======== GIVEN DATA

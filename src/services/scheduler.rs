//! Group-barrier batch scheduler.
//!
//! Rows from the resume offset onward are cut into consecutive groups of
//! `concurrency`. Every row of a group runs concurrently; the next group only
//! starts once the whole group has finished. All counters and the result
//! buffer are owned by the scheduler and only touched between groups.
//!
//! Cancellation is observed at group boundaries. A group that is already
//! running always completes, its results are emitted, and the buffer is
//! flushed as a final checkpoint before the scheduler reports `Cancelled`.

use std::sync::Arc;

use chrono::Utc;
use futures::Stream;
use tokio::task::JoinSet;
use tokio_util::sync::CancellationToken;

use crate::models::row::{Aggregates, ErrorKind, RowResult, RowTask};
use crate::services::invoker::RetryableInvoker;

#[derive(Debug, Clone, Copy, PartialEq, Eq)]
pub struct SchedulerConfig {
    pub concurrency: usize,
    pub save_interval: usize,
    pub heartbeat_batch_interval: usize,
}

impl Default for SchedulerConfig {
    fn default() -> Self {
        Self {
            concurrency: 20,
            save_interval: 100,
            heartbeat_batch_interval: 5,
        }
    }
}

#[derive(Debug, Clone, Copy, PartialEq, Eq)]
pub enum CheckpointReason {
    /// `save_interval` rows accumulated since the previous checkpoint.
    Interval,
    /// Last rows of the job.
    Final,
    /// Rows finished before cancellation took effect.
    Cancelled,
}

#[derive(Debug, Clone, Copy, PartialEq, Eq)]
pub enum Outcome {
    Completed,
    Cancelled,
}

#[derive(Debug, Clone, PartialEq)]
pub enum SchedulerEvent {
    /// One finished row. Emitted in increasing index order.
    Result(RowResult),
    /// Snapshot to persist. `results` holds the rows since the previous checkpoint.
    Checkpoint {
        aggregates: Aggregates,
        results: Vec<RowResult>,
        batch_number: usize,
        reason: CheckpointReason,
    },
    Progress {
        processed: usize,
    },
    Heartbeat {
        timestamp: i64,
        processed: usize,
    },
    /// Always the last event.
    Finished {
        outcome: Outcome,
        aggregates: Aggregates,
    },
}

/// Drives one job's rows. Not restartable: build a new one per run.
pub struct BatchScheduler {
    rows: Arc<[String]>,
    next_index: usize,
    invoker: RetryableInvoker,
    config: SchedulerConfig,
    aggregates: Aggregates,
    buffer: Vec<RowResult>,
    batch_number: usize,
    groups_done: usize,
    cancel: CancellationToken,
    finished: bool,
}

impl BatchScheduler {
    pub fn new(
        rows: Arc<[String]>,
        invoker: RetryableInvoker,
        config: SchedulerConfig,
        cancel: CancellationToken,
    ) -> Self {
        Self {
            rows,
            next_index: 0,
            invoker,
            config: SchedulerConfig {
                concurrency: config.concurrency.max(1),
                save_interval: config.save_interval.max(1),
                heartbeat_batch_interval: config.heartbeat_batch_interval.max(1),
            },
            aggregates: Aggregates::default(),
            buffer: Vec::new(),
            batch_number: 1,
            groups_done: 0,
            cancel,
            finished: false,
        }
    }

    /// Continue after `restored.processed_count` rows, numbering new export
    /// batches from `next_batch_number`.
    pub fn resume_from(mut self, restored: Aggregates, next_batch_number: usize) -> Self {
        self.next_index = restored.processed_count.min(self.rows.len());
        self.aggregates = Aggregates {
            processed_count: self.next_index,
            ..restored
        };
        self.batch_number = next_batch_number.max(1);
        self
    }

    pub fn aggregates(&self) -> Aggregates {
        self.aggregates
    }

    /// Run the next group and return its events, or `None` once finished.
    pub async fn next_group(&mut self) -> Option<Vec<SchedulerEvent>> {
        if self.finished {
            return None;
        }

        let remaining = self.next_index < self.rows.len();
        if !remaining || self.cancel.is_cancelled() {
            self.finished = true;
            let (outcome, reason) = if remaining {
                (Outcome::Cancelled, CheckpointReason::Cancelled)
            } else {
                (Outcome::Completed, CheckpointReason::Final)
            };
            let mut events = Vec::with_capacity(2);
            if !self.buffer.is_empty() {
                events.push(self.take_checkpoint(reason));
            }
            events.push(SchedulerEvent::Finished {
                outcome,
                aggregates: self.aggregates,
            });
            return Some(events);
        }

        let start = self.next_index;
        let end = (start + self.config.concurrency).min(self.rows.len());
        let results = self.run_group(start, end).await;
        self.next_index = end;
        self.groups_done += 1;

        let mut events = Vec::with_capacity(results.len() + 3);
        for result in results {
            self.aggregates.record(&result);
            events.push(SchedulerEvent::Result(result.clone()));
            self.buffer.push(result);
        }

        if self.buffer.len() >= self.config.save_interval {
            events.push(self.take_checkpoint(CheckpointReason::Interval));
            events.push(SchedulerEvent::Progress {
                processed: self.aggregates.processed_count,
            });
        }

        if self.groups_done % self.config.heartbeat_batch_interval == 0 {
            events.push(SchedulerEvent::Heartbeat {
                timestamp: Utc::now().timestamp_millis(),
                processed: self.aggregates.processed_count,
            });
        }

        Some(events)
    }

    /// Flatten the scheduler into a lazy event stream.
    pub fn into_stream(self) -> impl Stream<Item = SchedulerEvent> {
        use futures::StreamExt;

        futures::stream::unfold(self, |mut scheduler| async move {
            let events = scheduler.next_group().await?;
            Some((futures::stream::iter(events), scheduler))
        })
        .flatten()
    }

    fn take_checkpoint(&mut self, reason: CheckpointReason) -> SchedulerEvent {
        let event = SchedulerEvent::Checkpoint {
            aggregates: self.aggregates,
            results: std::mem::take(&mut self.buffer),
            batch_number: self.batch_number,
            reason,
        };
        self.batch_number += 1;
        event
    }

    /// Run rows `start..end` concurrently and return exactly one result per
    /// row, sorted by index.
    async fn run_group(&self, start: usize, end: usize) -> Vec<RowResult> {
        let mut set = JoinSet::new();
        for index in start..end {
            let invoker = self.invoker.clone();
            let task = RowTask::new(index, self.rows[index].clone());
            set.spawn(async move { invoker.run(task).await });
        }

        let mut results = Vec::with_capacity(end - start);
        while let Some(joined) = set.join_next().await {
            match joined {
                Ok(result) => results.push(result),
                Err(e) => tracing::error!(error = %e, "Row task aborted"),
            }
        }

        // A task that panicked left a hole; fill it so every row still reports.
        if results.len() < end - start {
            let mut seen = vec![false; end - start];
            for result in &results {
                seen[result.index - start] = true;
            }
            for (offset, _) in seen.iter().enumerate().filter(|(_, seen)| !**seen) {
                let task = RowTask::new(start + offset, self.rows[start + offset].clone());
                results.push(RowResult::failure(
                    &task,
                    ErrorKind::Unknown,
                    "row task terminated unexpectedly",
                    false,
                    0,
                ));
            }
        }

        results.sort_by_key(|r| r.index);
        results
    }
}
//! Storage, hashing, messaging and telemetry behind the application ports.

#![forbid(unsafe_code)]

pub mod outbound;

================

**PROBLEM DESCRIPTION:** If a line in the records holds the string "timestamp", copy it.

**OUTPUT FOR THIS EXERCISE:**
        timestamp: i64,
                timestamp: Utc::now().timestamp_millis(),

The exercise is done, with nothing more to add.